--- Work to complete ---
Only the lines of the data below from the one with "Record Playback Binary" through the one with "for (tag, count)" are wanted. Repeat them exactly.

Records from a collection:
******************************
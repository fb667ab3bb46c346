//! Record Playback Binary
//!
//! Reads record files back.
//!
//! - `summary <path>...` prints each summary; directories are expanded
//! - `replay <path> [--hand N]` steps through hands with the spot each seat faced
//! - `features <path> --ai-type 6 --output rows.bin` exports training rows
use byteorder::LE;
use byteorder::WriteBytesExt;
use clap::Parser;
use clap::Subcommand;
use colored::Colorize;
use deepshark::policy::AiType;
use deepshark::record::Summary;
use deepshark::record::TournamentRecord;
use deepshark::record::records;
use std::io::Write;
use std::path::PathBuf;

#[derive(Parser, Debug)]
#[command(author, version, about = "Inspect tournament records", long_about = None)]
struct Args {
    #[command(subcommand)]
    command: Command,
}

#[derive(Subcommand, Debug)]
enum Command {
    #[command(about = "Print tournament summaries", alias = "sum")]
    Summary {
        #[arg(required = true)]
        paths: Vec<PathBuf>,
    },
    #[command(about = "Replay hands through the rules engine", alias = "rep")]
    Replay {
        path: PathBuf,
        #[arg(long)]
        hand: Option<u32>,
    },
    #[command(about = "Export feature rows for one AI type", alias = "feat")]
    Features {
        path: PathBuf,
        #[arg(long, value_parser = |s: &str| AiType::try_from(s).map_err(|e| e.to_string()))]
        ai_type: AiType,
        #[arg(short, long)]
        output: PathBuf,
    },
}

fn summary(paths: Vec<PathBuf>) -> anyhow::Result<()> {
    let mut files = Vec::new();
    for path in paths {
        match path.is_dir() {
            true => files.extend(records(&path)?),
            false => files.push(path),
        }
    }
    let mut wins = std::collections::BTreeMap::<AiType, usize>::new();
    for path in files.iter() {
        match Summary::read(path) {
            Ok(summary) => {
                if let Some(seat) = summary.winner() {
                    *wins.entry(summary.ai_types[seat]).or_default() += 1;
                }
                println!("{}", summary);
            }
            Err(e) => eprintln!("{} {}", "skipped".red(), e),
        }
    }
    for (tag, count) in wins {
        println!("{:<10} {} wins", tag.to_string().bold(), count);
    }
    Ok(())
}

fn replay(path: PathBuf, only: Option<u32>) -> anyhow::Result<()> {
    let record = TournamentRecord::read(&path)?;
    println!("{}", record.summary().to_string().bold());
    for hand in record
        .hands
        .iter()
        .filter(|h| only.is_none_or(|i| h.index == i))
    {
        println!("{}", format!("hand {} level {}", hand.index, hand.level).cyan());
        for decision in hand.replay(record.n(), record.chips())? {
            println!(
                "  seat {:>2} {:<10} {:<12} {}",
                decision.seat,
                record.ai_types[decision.seat],
                decision.action.to_string().green(),
                decision.spot
            );
        }
        for (seat, delta) in hand.deltas.iter().enumerate().filter(|(_, d)| **d != 0) {
            let net = format!("{:+}", delta);
            let net = match *delta > 0 {
                true => net.green(),
                false => net.red(),
            };
            println!("  seat {:>2} {}", seat, net);
        }
    }
    Ok(())
}

fn features(path: PathBuf, tag: AiType, output: PathBuf) -> anyhow::Result<()> {
    let record = TournamentRecord::read(&path)?;
    let rows = record.samples(tag)?;
    let mut file = std::io::BufWriter::new(std::fs::File::create(&output)?);
    for x in rows.iter().flatten() {
        file.write_f32::<LE>(*x)?;
    }
    file.flush()?;
    println!(
        "{} {} rows of width {} to {}",
        "wrote".green(),
        rows.len(),
        rows.first().map(|r| r.len()).unwrap_or(0),
        output.display()
    );
    Ok(())
}

fn main() -> anyhow::Result<()> {
    match Args::parse().command {
        Command::Summary { paths } => summary(paths),
        Command::Replay { path, hand } => replay(path, hand),
        Command::Features {
            path,
            ai_type,
            output,
        } => features(path, ai_type, output),
    }
}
******************************
--- Exercise result ---
//! Record Playback Binary
//!
//! Reads record files back.
//!
//! - `summary <path>...` prints each summary; directories are expanded
//! - `replay <path> [--hand N]` steps through hands with the spot each seat faced
//! - `features <path> --ai-type 6 --output rows.bin` exports training rows
use byteorder::LE;
use byteorder::WriteBytesExt;
use clap::Parser;
use clap::Subcommand;
use colored::Colorize;
use deepshark::policy::AiType;
use deepshark::record::Summary;
use deepshark::record::TournamentRecord;
use deepshark::record::records;
use std::io::Write;
use std::path::PathBuf;

#[derive(Parser, Debug)]
#[command(author, version, about = "Inspect tournament records", long_about = None)]
struct Args {
    #[command(subcommand)]
    command: Command,
}

#[derive(Subcommand, Debug)]
enum Command {
    #[command(about = "Print tournament summaries", alias = "sum")]
    Summary {
        #[arg(required = true)]
        paths: Vec<PathBuf>,
    },
    #[command(about = "Replay hands through the rules engine", alias = "rep")]
    Replay {
        path: PathBuf,
        #[arg(long)]
        hand: Option<u32>,
    },
    #[command(about = "Export feature rows for one AI type", alias = "feat")]
    Features {
        path: PathBuf,
        #[arg(long, value_parser = |s: &str| AiType::try_from(s).map_err(|e| e.to_string()))]
        ai_type: AiType,
        #[arg(short, long)]
        output: PathBuf,
    },
}

fn summary(paths: Vec<PathBuf>) -> anyhow::Result<()> {
    let mut files = Vec::new();
    for path in paths {
        match path.is_dir() {
            true => files.extend(records(&path)?),
            false => files.push(path),
        }
    }
    let mut wins = std::collections::BTreeMap::<AiType, usize>::new();
    for path in files.iter() {
        match Summary::read(path) {
            Ok(summary) => {
                if let Some(seat) = summary.winner() {
                    *wins.entry(summary.ai_types[seat]).or_default() += 1;
                }
                println!("{}", summary);
            }
            Err(e) => eprintln!("{} {}", "skipped".red(), e),
        }
    }
    for (tag, count) in wins {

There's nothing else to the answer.